To be perfectly honest, performance has not been a concern of mine since I've been focusing on process and integration. My plan was to establish a feature set that I was satisfied with and then work on performance, but it seems (now that I look at it) that DocProject's performance when building in Visual Studio or in the DocProject External UI is pretty terrible compared to building on the command-line.

I just ran a couple of tests, building a DocProject using MSBuild on the command-line; I was able to generate over 11000 topics in about 11 minutes (without code comments). I think that's impressive. My apologies to the Sandcastle team for placing most of the blame on their product when in fact it seems to be an issue with my code.

My recommendation to DocProject users is to build your DocProjects and DocSites on the command-line if performance is really an issue for you. For example:
msbuild.exe "my_docsite.csproj"
Inside VS or the External UI you can use Cis's workaround instead (see above), for now :)

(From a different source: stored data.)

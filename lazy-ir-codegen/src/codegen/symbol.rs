use std::collections::BTreeSet;

/// Resolves an operator to its interned C++ symbol.
pub struct SymbolTable<'a> {
    missing_interned: &'a BTreeSet<String>,
}

impl<'a> SymbolTable<'a> {
    pub fn new(missing_interned: &'a BTreeSet<String>) -> Self {
        Self { missing_interned }
    }

    /// `at::aten::<name>`, or a string lookup for names the upstream
    /// symbol table lacks.
    pub fn aten_symbol(&self, aten_name: &str) -> String {
        if self.missing_interned.contains(aten_name) {
            log::debug!("{aten_name}: no interned symbol, using string lookup");
            format!("c10::Symbol::fromQualString(\"aten::{aten_name}\")")
        } else {
            format!("at::aten::{aten_name}")
        }
    }
}

#[cfg(test)]
mod tests {
    use super::*;

    #[test]
    fn interned_and_missing_symbols() {
        let missing: BTreeSet<String> = ["sigmoid_backward".to_string()].into_iter().collect();
        let table = SymbolTable::new(&missing);
        assert_eq!(table.aten_symbol("add"), "at::aten::add");
        assert_eq!(
            table.aten_symbol("sigmoid_backward"),
            "c10::Symbol::fromQualString(\"aten::sigmoid_backward\")"
        );
    }

    #[test]
    fn empty_exception_set_interns_everything() {
        let missing = BTreeSet::new();
        let table = SymbolTable::new(&missing);
        assert_eq!(table.aten_symbol("sigmoid_backward"), "at::aten::sigmoid_backward");
    }
}
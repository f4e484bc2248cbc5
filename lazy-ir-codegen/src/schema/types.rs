//! Typed arguments of a lazy IR schema.
//!
//! `CType` is the raw four-variant shape an argument arrives with. It is
//! classified once into a `LazyArg`, after which every consumer matches
//! exhaustively over graph values and scalars.

use serde::{Deserialize, Serialize};

use crate::error::{Error, GenResult};

/// Element type of an argument.
#[derive(Debug, Clone, PartialEq, Eq, Serialize, Deserialize)]
pub enum BaseCType {
    /// `torch::lazy::Value` - tracked by the lazy graph
    Value,
    /// Plain C++ data type, e.g. `int64_t` or `at::Scalar`
    Plain(String),
}

impl BaseCType {
    pub fn cpp_type(&self) -> &str {
        match self {
            BaseCType::Value => "torch::lazy::Value",
            BaseCType::Plain(ty) => ty,
        }
    }
}

#[derive(Debug, Clone, PartialEq, Eq, Serialize, Deserialize)]
pub enum CType {
    Base(BaseCType),
    Optional(BaseCType),
    Vector(BaseCType),
    OptionalVector(BaseCType),
}

impl CType {
    pub fn cpp_type(&self) -> String {
        match self {
            CType::Base(b) => b.cpp_type().to_string(),
            CType::Optional(b) => format!("c10::optional<{}>", b.cpp_type()),
            CType::Vector(b) => format!("std::vector<{}>", b.cpp_type()),
            CType::OptionalVector(b) => format!("c10::optional<std::vector<{}>>", b.cpp_type()),
        }
    }
}

#[derive(Debug, Clone, PartialEq, Eq, Serialize, Deserialize)]
pub struct NamedCType {
    pub name: String,
    pub ty: CType,
}

impl NamedCType {
    pub fn new(name: impl Into<String>, ty: CType) -> Self {
        Self {
            name: name.into(),
            ty,
        }
    }

    /// Classify into a graph value or a scalar. Vectors of graph values have
    /// no node representation and are rejected.
    pub fn classify(&self, op: &str) -> GenResult<LazyArg> {
        let name = self.name.clone();
        let arg = match &self.ty {
            CType::Base(BaseCType::Value) => LazyArg::Value {
                name,
                ty: ValueCType::Plain,
            },
            CType::Optional(BaseCType::Value) => LazyArg::Value {
                name,
                ty: ValueCType::Optional,
            },
            CType::Vector(BaseCType::Value) | CType::OptionalVector(BaseCType::Value) => {
                return Err(Error::UnsupportedArgument {
                    op: op.to_string(),
                    arg: self.name.clone(),
                });
            }
            CType::Base(BaseCType::Plain(t)) => LazyArg::Scalar {
                name,
                ty: ScalarCType::Plain(t.clone()),
            },
            CType::Optional(BaseCType::Plain(t)) => LazyArg::Scalar {
                name,
                ty: ScalarCType::Optional(t.clone()),
            },
            CType::Vector(BaseCType::Plain(t)) => LazyArg::Scalar {
                name,
                ty: ScalarCType::Vector(t.clone()),
            },
            CType::OptionalVector(BaseCType::Plain(t)) => LazyArg::Scalar {
                name,
                ty: ScalarCType::OptionalVector(t.clone()),
            },
        };
        Ok(arg)
    }
}

#[derive(Debug, Clone, Copy, PartialEq, Eq)]
pub enum ValueCType {
    Plain,
    /// Absent values become `kNullValue` at the node base
    Optional,
}

#[derive(Debug, Clone, PartialEq, Eq)]
pub enum ScalarCType {
    Plain(String),
    Optional(String),
    Vector(String),
    OptionalVector(String),
}

impl ScalarCType {
    pub fn cpp_type(&self) -> String {
        match self {
            ScalarCType::Plain(t) => t.clone(),
            ScalarCType::Optional(t) => format!("c10::optional<{t}>"),
            ScalarCType::Vector(t) => format!("std::vector<{t}>"),
            ScalarCType::OptionalVector(t) => format!("c10::optional<std::vector<{t}>>"),
        }
    }

    pub fn is_optional(&self) -> bool {
        matches!(self, ScalarCType::Optional(_) | ScalarCType::OptionalVector(_))
    }
}

/// A classified schema argument.
#[derive(Debug, Clone, PartialEq, Eq)]
pub enum LazyArg {
    Value { name: String, ty: ValueCType },
    Scalar { name: String, ty: ScalarCType },
}

impl LazyArg {
    pub fn name(&self) -> &str {
        match self {
            LazyArg::Value { name, .. } | LazyArg::Scalar { name, .. } => name,
        }
    }

    pub fn is_value(&self) -> bool {
        matches!(self, LazyArg::Value { .. })
    }

    pub fn cpp_type(&self) -> String {
        match self {
            LazyArg::Value {
                ty: ValueCType::Plain,
                ..
            } => "torch::lazy::Value".to_string(),
            LazyArg::Value {
                ty: ValueCType::Optional,
                ..
            } => "c10::optional<torch::lazy::Value>".to_string(),
            LazyArg::Scalar { ty, .. } => ty.cpp_type(),
        }
    }
}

Performance is still not my number one priority though (conceptual topics are) but I will try to address this for 1.10.0, or at most 1.11.0. If I had to guess though, I'd say the problem is probably related to the use of Application.DoEvents and thread context switches (remember, Build Assembler is being executed in a background thread and in its own AppDomain, and calls are being marshaled cross-AppDomain to the UI thread to write messages to the VS output window. My first attempt will be to redesign this to see if performance can be improved.)

Thanks for the feedback,
Dave
Coordinator
Jan 9, 2008 at 1:39 PM
Hi everyone,

I just wanted to post an update about the performance issues. Here's an example from a test build that I just ran in the 1.10.0 RC:

Step 7 of 9: Build Assembler {sandcastle.help1x.config}
 
Preparing...
Executing...
 
Topics processed: 12165
 
Step 7 Time Elapsed: 00:09:45.7160000
That's under 10 minutes for 12 165 topics, although XML documentation wasn't included in this test. A performance gain of roughly 8 times when compared to the last version of DocProject.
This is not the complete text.